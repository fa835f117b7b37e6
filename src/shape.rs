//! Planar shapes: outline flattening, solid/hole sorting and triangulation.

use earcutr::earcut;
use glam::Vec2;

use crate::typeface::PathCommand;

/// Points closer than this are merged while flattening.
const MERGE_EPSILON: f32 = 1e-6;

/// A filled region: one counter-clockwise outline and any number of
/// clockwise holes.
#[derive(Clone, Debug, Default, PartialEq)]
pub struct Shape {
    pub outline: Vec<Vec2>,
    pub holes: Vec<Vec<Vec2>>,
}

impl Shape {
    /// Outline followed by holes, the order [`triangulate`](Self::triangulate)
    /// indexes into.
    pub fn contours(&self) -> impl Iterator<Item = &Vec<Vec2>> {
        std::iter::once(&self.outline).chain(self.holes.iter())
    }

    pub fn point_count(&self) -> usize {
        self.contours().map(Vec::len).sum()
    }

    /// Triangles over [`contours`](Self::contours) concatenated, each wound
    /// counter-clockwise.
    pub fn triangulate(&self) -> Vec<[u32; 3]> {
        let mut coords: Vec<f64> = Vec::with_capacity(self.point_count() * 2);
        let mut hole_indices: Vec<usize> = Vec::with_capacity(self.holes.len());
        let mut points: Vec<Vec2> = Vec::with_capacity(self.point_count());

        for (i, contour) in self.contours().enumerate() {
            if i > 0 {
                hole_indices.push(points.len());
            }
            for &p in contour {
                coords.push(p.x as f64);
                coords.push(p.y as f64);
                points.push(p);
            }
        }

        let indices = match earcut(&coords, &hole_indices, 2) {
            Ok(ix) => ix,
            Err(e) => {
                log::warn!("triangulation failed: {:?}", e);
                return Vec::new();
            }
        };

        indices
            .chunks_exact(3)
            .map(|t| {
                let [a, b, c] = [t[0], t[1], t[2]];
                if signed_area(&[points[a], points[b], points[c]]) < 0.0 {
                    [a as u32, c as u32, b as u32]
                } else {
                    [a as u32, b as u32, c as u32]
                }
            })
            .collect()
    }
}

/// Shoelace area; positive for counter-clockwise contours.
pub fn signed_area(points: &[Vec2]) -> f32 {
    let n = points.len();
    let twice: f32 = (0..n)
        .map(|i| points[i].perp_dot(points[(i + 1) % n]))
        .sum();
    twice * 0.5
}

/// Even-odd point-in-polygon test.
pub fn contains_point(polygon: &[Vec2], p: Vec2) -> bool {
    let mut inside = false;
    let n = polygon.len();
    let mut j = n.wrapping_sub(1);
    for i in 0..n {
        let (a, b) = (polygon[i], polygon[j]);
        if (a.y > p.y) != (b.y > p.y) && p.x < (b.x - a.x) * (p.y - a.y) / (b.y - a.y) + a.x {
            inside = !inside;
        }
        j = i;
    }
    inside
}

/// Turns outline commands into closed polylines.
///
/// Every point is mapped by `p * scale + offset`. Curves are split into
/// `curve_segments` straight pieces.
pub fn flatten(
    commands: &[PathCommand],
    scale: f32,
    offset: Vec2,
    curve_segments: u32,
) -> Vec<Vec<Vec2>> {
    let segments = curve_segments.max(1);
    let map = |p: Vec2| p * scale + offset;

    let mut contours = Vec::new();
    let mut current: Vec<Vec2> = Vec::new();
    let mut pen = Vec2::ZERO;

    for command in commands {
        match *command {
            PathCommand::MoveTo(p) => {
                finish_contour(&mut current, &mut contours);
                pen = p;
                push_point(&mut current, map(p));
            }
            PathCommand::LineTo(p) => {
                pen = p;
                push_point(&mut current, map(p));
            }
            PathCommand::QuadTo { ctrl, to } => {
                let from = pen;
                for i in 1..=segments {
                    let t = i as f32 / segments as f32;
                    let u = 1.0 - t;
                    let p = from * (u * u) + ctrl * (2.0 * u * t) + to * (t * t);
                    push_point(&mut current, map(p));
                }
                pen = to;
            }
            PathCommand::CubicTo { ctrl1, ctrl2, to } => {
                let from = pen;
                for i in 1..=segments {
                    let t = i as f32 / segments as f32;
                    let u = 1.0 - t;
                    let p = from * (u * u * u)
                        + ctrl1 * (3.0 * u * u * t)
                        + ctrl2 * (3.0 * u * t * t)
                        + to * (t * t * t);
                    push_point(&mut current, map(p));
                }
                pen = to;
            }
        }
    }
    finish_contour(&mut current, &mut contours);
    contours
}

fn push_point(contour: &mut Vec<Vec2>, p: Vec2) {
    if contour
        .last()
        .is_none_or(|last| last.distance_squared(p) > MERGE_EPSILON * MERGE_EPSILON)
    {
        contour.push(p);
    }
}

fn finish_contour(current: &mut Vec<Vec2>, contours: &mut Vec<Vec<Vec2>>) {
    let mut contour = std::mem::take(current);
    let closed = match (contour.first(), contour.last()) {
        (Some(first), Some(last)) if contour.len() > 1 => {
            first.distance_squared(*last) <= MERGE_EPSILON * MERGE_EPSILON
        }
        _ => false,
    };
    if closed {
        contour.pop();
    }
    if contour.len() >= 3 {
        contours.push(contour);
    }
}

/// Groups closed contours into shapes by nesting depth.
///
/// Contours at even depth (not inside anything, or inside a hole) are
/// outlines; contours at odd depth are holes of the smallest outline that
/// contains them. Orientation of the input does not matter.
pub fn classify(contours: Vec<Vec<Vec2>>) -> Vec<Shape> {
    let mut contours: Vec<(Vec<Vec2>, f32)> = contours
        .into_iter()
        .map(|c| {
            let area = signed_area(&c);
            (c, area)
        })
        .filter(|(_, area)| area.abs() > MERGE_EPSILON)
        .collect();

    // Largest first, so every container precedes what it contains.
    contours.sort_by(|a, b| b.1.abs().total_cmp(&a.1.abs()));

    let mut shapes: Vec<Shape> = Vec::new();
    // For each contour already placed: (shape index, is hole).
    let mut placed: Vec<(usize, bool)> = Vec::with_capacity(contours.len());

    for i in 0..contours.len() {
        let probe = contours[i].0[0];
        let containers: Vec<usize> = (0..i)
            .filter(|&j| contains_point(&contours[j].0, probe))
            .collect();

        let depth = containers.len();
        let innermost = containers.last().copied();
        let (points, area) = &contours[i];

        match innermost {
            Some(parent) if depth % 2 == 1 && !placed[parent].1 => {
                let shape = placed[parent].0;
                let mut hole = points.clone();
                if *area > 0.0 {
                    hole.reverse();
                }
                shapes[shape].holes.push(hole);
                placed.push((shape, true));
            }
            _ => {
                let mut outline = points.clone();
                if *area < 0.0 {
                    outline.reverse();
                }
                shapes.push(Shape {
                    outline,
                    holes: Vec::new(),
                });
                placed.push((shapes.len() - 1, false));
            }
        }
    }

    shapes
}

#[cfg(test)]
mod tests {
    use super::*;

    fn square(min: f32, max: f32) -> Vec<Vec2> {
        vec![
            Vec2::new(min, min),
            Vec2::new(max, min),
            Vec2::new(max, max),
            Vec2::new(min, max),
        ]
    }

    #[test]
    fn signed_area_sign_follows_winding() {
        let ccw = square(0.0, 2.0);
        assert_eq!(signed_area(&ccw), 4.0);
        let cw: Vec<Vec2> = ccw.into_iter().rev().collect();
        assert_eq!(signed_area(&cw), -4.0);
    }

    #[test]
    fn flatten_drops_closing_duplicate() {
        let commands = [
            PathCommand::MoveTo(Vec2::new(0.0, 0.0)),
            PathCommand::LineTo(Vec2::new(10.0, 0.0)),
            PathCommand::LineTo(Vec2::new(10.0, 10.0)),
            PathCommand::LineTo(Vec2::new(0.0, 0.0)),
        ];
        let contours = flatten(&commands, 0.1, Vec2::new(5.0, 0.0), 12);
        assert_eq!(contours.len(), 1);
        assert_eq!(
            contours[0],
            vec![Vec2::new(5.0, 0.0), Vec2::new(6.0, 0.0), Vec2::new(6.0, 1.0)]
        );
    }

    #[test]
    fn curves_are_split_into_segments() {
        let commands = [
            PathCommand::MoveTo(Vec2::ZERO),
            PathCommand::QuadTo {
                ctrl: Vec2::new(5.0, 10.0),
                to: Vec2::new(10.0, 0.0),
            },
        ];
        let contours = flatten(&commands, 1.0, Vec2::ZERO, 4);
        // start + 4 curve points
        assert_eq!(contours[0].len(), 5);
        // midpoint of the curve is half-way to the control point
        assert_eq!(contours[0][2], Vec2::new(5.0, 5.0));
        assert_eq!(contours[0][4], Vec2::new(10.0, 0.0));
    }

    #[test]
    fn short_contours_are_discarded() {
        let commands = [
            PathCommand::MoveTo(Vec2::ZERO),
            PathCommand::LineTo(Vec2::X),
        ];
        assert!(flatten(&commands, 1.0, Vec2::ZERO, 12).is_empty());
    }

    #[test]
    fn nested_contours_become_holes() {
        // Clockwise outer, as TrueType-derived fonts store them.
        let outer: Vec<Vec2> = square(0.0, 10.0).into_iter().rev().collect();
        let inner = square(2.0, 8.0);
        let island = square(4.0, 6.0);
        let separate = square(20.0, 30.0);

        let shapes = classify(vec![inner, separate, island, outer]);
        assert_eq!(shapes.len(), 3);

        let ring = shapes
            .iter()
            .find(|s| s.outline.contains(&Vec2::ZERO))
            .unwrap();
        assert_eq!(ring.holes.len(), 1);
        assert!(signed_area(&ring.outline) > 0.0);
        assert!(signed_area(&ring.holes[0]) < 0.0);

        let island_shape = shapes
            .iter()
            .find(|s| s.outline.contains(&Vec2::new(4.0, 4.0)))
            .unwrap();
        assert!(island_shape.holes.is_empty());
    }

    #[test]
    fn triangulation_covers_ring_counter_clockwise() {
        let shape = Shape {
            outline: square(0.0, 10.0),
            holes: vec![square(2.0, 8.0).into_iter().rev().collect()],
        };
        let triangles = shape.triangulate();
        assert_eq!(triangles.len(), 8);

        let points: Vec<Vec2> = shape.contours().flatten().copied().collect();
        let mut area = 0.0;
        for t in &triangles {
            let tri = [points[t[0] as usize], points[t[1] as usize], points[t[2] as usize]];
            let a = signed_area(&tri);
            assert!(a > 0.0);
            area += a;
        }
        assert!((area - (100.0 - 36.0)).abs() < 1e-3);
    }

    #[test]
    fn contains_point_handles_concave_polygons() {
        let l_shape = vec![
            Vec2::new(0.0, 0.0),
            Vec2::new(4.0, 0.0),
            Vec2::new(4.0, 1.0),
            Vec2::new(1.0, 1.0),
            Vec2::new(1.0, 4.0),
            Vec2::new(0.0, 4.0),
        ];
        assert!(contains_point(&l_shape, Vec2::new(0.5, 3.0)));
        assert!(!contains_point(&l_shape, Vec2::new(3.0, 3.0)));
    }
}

----------------

* **THE TASK**
Work out how many lines above contain "classify", then write only that number.

* **EXERCISE OUTPUT**
2